The Watcher-lady went. She moved fast; she obviously had a lot of energy.

Buffy sank down on the couch, feeling drained. She hoped the mountain of boxes wouldn't tumble down on her head. "I thought we..."

Giles sat beside her, only not exactly beside her. On the other end of the couch, and it was a fairly long couch. "Moira's going out with you tonight. I'd like very much for you to talk to her. Will you, as a favor to me?"

"Favor. Sure." Buffy stole a glance his way. Giles was leaning toward her, looking serious, and sweet. He really wanted this, whatever it meant. For some reason, that made her mad. "I told you I was through with the Council. I thought you backed me up on that--or was that just to piss Wesley off?"

"No," Giles answered softly, pulling back into his own corner. "I'll support you in all your decisions. Haven't I proven that to you yet?"

Giles went to the mansion. He took care of Angel. Where do you get off treating him this way? said her voice of reason, but she'd lost her ability to listen.

"Well, I thought so--but it's not like you haven't fooled me before."

Giles jerked as if he'd gotten an electric shock.

"Buffy," the Watcher-lady said, in a voice that made Buffy jerk too. She didn't even yell, but it was like being hit with a whip. Moira rested her hand lightly on Giles's shoulder. "I'll see you soon, Rupert, yes?"

He glanced up at her, another of his blank looks on his face, the one he used when he was hiding something that hurt. "Yes. Lovely." He looked at Buffy. "Be careful. And don't worry about Moira. She's able to handle herself." He walked them to the door.

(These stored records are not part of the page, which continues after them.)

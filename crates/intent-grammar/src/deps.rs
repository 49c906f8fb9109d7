//! Build-order resolution for rules, slots and intents

use crate::error::{GrammarError, Result};
use crate::ini::Grammar;
use crate::template::{Reference, Template};
use petgraph::algo::{tarjan_scc, toposort};
use petgraph::graph::{DiGraph, NodeIndex};
use petgraph::Direction;
use std::collections::{BTreeSet, HashMap};
use std::fmt;

/// Something that gets compiled into its own automaton
#[derive(Debug, Clone, PartialEq, Eq, Hash, PartialOrd, Ord)]
pub enum DependencyNode {
    /// A slot's value list, by slot name
    Slot(String),
    /// A rule, by qualified `Intent.rule` name
    Rule(String),
    /// An intent's sentences
    Intent(String),
}

/// How a node relates to the intent being built
#[derive(Debug, Clone, Copy, PartialEq, Eq)]
pub enum NodeKind {
    Intent,
    LocalRule,
    RemoteRule,
    Slot,
}

impl DependencyNode {
    pub fn kind(&self, intent: &str) -> NodeKind {
        match self {
            DependencyNode::Slot(_) => NodeKind::Slot,
            DependencyNode::Intent(_) => NodeKind::Intent,
            DependencyNode::Rule(qualified) => {
                let local = qualified
                    .split_once('.')
                    .map_or(false, |(owner, _)| owner == intent);
                if local {
                    NodeKind::LocalRule
                } else {
                    NodeKind::RemoteRule
                }
            }
        }
    }

    /// Name used for compiled artifacts (`$room`, `Intent.rule`, `Intent`)
    pub fn artifact_name(&self) -> String {
        match self {
            DependencyNode::Slot(name) => format!("${name}"),
            DependencyNode::Rule(qualified) => qualified.clone(),
            DependencyNode::Intent(name) => name.clone(),
        }
    }

    fn for_reference(reference: &Reference, intent: &str) -> Self {
        match reference {
            Reference::Rule(name) => DependencyNode::Rule(name.qualified(intent)),
            Reference::Slot(name) => DependencyNode::Slot(name.clone()),
        }
    }
}

impl fmt::Display for DependencyNode {
    fn fmt(&self, f: &mut fmt::Formatter<'_>) -> fmt::Result {
        match self {
            DependencyNode::Slot(name) => write!(f, "${name}"),
            DependencyNode::Rule(qualified) => write!(f, "<{qualified}>"),
            DependencyNode::Intent(name) => write!(f, "[{name}]"),
        }
    }
}

/// Directed graph where an edge `a -> b` means `a` is needed to build `b`
#[derive(Debug, Default)]
pub struct DependencyGraph {
    graph: DiGraph<DependencyNode, ()>,
    index: HashMap<DependencyNode, NodeIndex>,
}

impl DependencyGraph {
    pub fn new() -> Self {
        Self::default()
    }

    fn node(&mut self, node: DependencyNode) -> NodeIndex {
        if let Some(&idx) = self.index.get(&node) {
            return idx;
        }
        let idx = self.graph.add_node(node.clone());
        self.index.insert(node, idx);
        idx
    }

    /// Record that `needed` must be built before `dependent`
    pub fn add_dependency(&mut self, needed: DependencyNode, dependent: DependencyNode) {
        let from = self.node(needed);
        let to = self.node(dependent);
        self.graph.update_edge(from, to, ());
    }

    /// Dependencies of a single intent: its local rules plus whatever they and
    /// the sentences reference. Remote rules and slots are leaves.
    pub fn for_grammar(grammar: &Grammar) -> Self {
        let mut deps = Self::new();
        let intent = &grammar.intent;
        let target = DependencyNode::Intent(intent.clone());
        deps.node(target.clone());

        for reference in grammar.sentences.iter().flat_map(Template::references) {
            deps.add_dependency(DependencyNode::for_reference(&reference, intent), target.clone());
        }
        for (rule, body) in &grammar.rules {
            let rule_node = DependencyNode::Rule(format!("{intent}.{rule}"));
            deps.node(rule_node.clone());
            for reference in body.references() {
                deps.add_dependency(
                    DependencyNode::for_reference(&reference, intent),
                    rule_node.clone(),
                );
            }
        }
        deps
    }

    /// Dependencies of a whole compilation run. Every reference must name a
    /// defined rule or a known slot.
    pub fn for_grammars(grammars: &[Grammar], slot_names: &BTreeSet<String>) -> Result<Self> {
        let defined: BTreeSet<String> = grammars
            .iter()
            .flat_map(|g| g.rules.keys().map(move |rule| format!("{}.{}", g.intent, rule)))
            .collect();

        let check = |reference: &Reference, intent: &str| -> Result<DependencyNode> {
            let known = match reference {
                Reference::Rule(name) => defined.contains(&name.qualified(intent)),
                Reference::Slot(name) => slot_names.contains(name),
            };
            if known {
                Ok(DependencyNode::for_reference(reference, intent))
            } else {
                Err(GrammarError::UnresolvedReference {
                    reference: reference.to_string(),
                    intent: intent.to_string(),
                })
            }
        };

        let mut deps = Self::new();
        for grammar in grammars {
            let intent = &grammar.intent;
            let target = DependencyNode::Intent(intent.clone());
            deps.node(target.clone());

            for (rule, body) in &grammar.rules {
                let rule_node = DependencyNode::Rule(format!("{intent}.{rule}"));
                deps.node(rule_node.clone());
                for reference in body.references() {
                    deps.add_dependency(check(&reference, intent)?, rule_node.clone());
                }
            }
            for reference in grammar.sentences.iter().flat_map(Template::references) {
                deps.add_dependency(check(&reference, intent)?, target.clone());
            }
        }

        Ok(deps)
    }

    pub fn contains(&self, node: &DependencyNode) -> bool {
        self.index.contains_key(node)
    }

    pub fn nodes(&self) -> impl Iterator<Item = &DependencyNode> {
        self.graph.node_weights()
    }

    /// Nodes that must be built before `node`
    pub fn dependencies_of(&self, node: &DependencyNode) -> Vec<&DependencyNode> {
        let Some(&idx) = self.index.get(node) else {
            return Vec::new();
        };
        let mut needed: Vec<&DependencyNode> = self
            .graph
            .neighbors_directed(idx, Direction::Incoming)
            .map(|n| &self.graph[n])
            .collect();
        needed.sort();
        needed
    }

    /// Order in which nodes can be built so every dependency comes first
    pub fn build_order(&self) -> Result<Vec<DependencyNode>> {
        match toposort(&self.graph, None) {
            Ok(order) => Ok(order.into_iter().map(|idx| self.graph[idx].clone()).collect()),
            Err(cycle) => {
                let culprit = cycle.node_id();
                let component = tarjan_scc(&self.graph)
                    .into_iter()
                    .find(|scc| scc.contains(&culprit))
                    .unwrap_or_else(|| vec![culprit]);
                let mut names: Vec<String> = component
                    .into_iter()
                    .map(|idx| self.graph[idx].to_string())
                    .collect();
                names.sort();
                Err(GrammarError::CyclicDependency { cycle: names })
            }
        }
    }
}

#[cfg(test)]
mod tests {
    use super::*;
    use crate::ini::parse_ini;

    fn slots(names: &[&str]) -> BTreeSet<String> {
        names.iter().map(|s| s.to_string()).collect()
    }

    #[test]
    fn test_dependencies_come_first() {
        let grammars = parse_ini(
            "[SetLight]\nstate = (on | off){state}\nturn <state> the $room light\n\
             [Dim]\ndim the $room <SetLight.state>\n",
            None,
        )
        .unwrap();
        let deps = DependencyGraph::for_grammars(&grammars, &slots(&["room"])).unwrap();
        assert!(deps.contains(&DependencyNode::Intent("Dim".into())));
        assert_eq!(deps.nodes().count(), 4);
        let order = deps.build_order().unwrap();

        let pos = |node: DependencyNode| order.iter().position(|n| *n == node).unwrap();
        let state = pos(DependencyNode::Rule("SetLight.state".into()));
        let room = pos(DependencyNode::Slot("room".into()));
        assert!(state < pos(DependencyNode::Intent("SetLight".into())));
        assert!(room < pos(DependencyNode::Intent("SetLight".into())));
        assert!(state < pos(DependencyNode::Intent("Dim".into())));
        assert!(room < pos(DependencyNode::Intent("Dim".into())));
    }

    #[test]
    fn test_per_intent_kinds() {
        let grammars =
            parse_ini("[Dim]\nlevel = (low | high)\ndim <level> <Other.x> $room\n", None).unwrap();
        let deps = DependencyGraph::for_grammar(&grammars[0]);
        let kinds: Vec<(String, NodeKind)> = deps
            .dependencies_of(&DependencyNode::Intent("Dim".into()))
            .into_iter()
            .map(|n| (n.to_string(), n.kind("Dim")))
            .collect();
        assert_eq!(
            kinds,
            vec![
                ("$room".to_string(), NodeKind::Slot),
                ("<Dim.level>".to_string(), NodeKind::LocalRule),
                ("<Other.x>".to_string(), NodeKind::RemoteRule),
            ]
        );
    }

    #[test]
    fn test_cycle_names_both_rules() {
        let grammars = parse_ini("[Loop]\na = x <b>\nb = y <a>\nstart <a>\n", None).unwrap();
        let deps = DependencyGraph::for_grammars(&grammars, &BTreeSet::new()).unwrap();
        match deps.build_order() {
            Err(GrammarError::CyclicDependency { cycle }) => {
                assert_eq!(cycle, vec!["<Loop.a>".to_string(), "<Loop.b>".to_string()]);
            }
            other => panic!("expected cycle, got {other:?}"),
        }
    }

    #[test]
    fn test_self_reference_is_a_cycle() {
        let grammars = parse_ini("[Loop]\na = x [<a>]\n<a>\n", None).unwrap();
        let deps = DependencyGraph::for_grammars(&grammars, &BTreeSet::new()).unwrap();
        assert!(matches!(
            deps.build_order(),
            Err(GrammarError::CyclicDependency { .. })
        ));
    }

    #[test]
    fn test_unresolved_references() {
        let grammars = parse_ini("[Lights]\nturn on <missing>\n", None).unwrap();
        match DependencyGraph::for_grammars(&grammars, &BTreeSet::new()) {
            Err(GrammarError::UnresolvedReference { reference, intent }) => {
                assert_eq!(reference, "<missing>");
                assert_eq!(intent, "Lights");
            }
            other => panic!("expected unresolved reference, got {other:?}"),
        }

        let grammars = parse_ini("[Lights]\nturn on the $room light\n", None).unwrap();
        assert!(matches!(
            DependencyGraph::for_grammars(&grammars, &BTreeSet::new()),
            Err(GrammarError::UnresolvedReference { .. })
        ));
    }
}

"So, Mo--" Buffy said, as the door closed behind them. "You here to talk me back into the fold? 'Cause if you are, you're wasting your breath."

"Good Heavens, no. Although it may have dreadful consequences, it's clearly a choice that Helena and I ought to have made."

"Helena being?"

"My Slayer, now deceased." The Watcher-lady put her hand up to her neck, like it was a nervous habit. God knew, she had a big-ass scar there, one that had been hidden by the high collar of the tailored blouse she'd been dressed in before, but not by the tank top and hooded sweat-jacket she wore to go patrolling.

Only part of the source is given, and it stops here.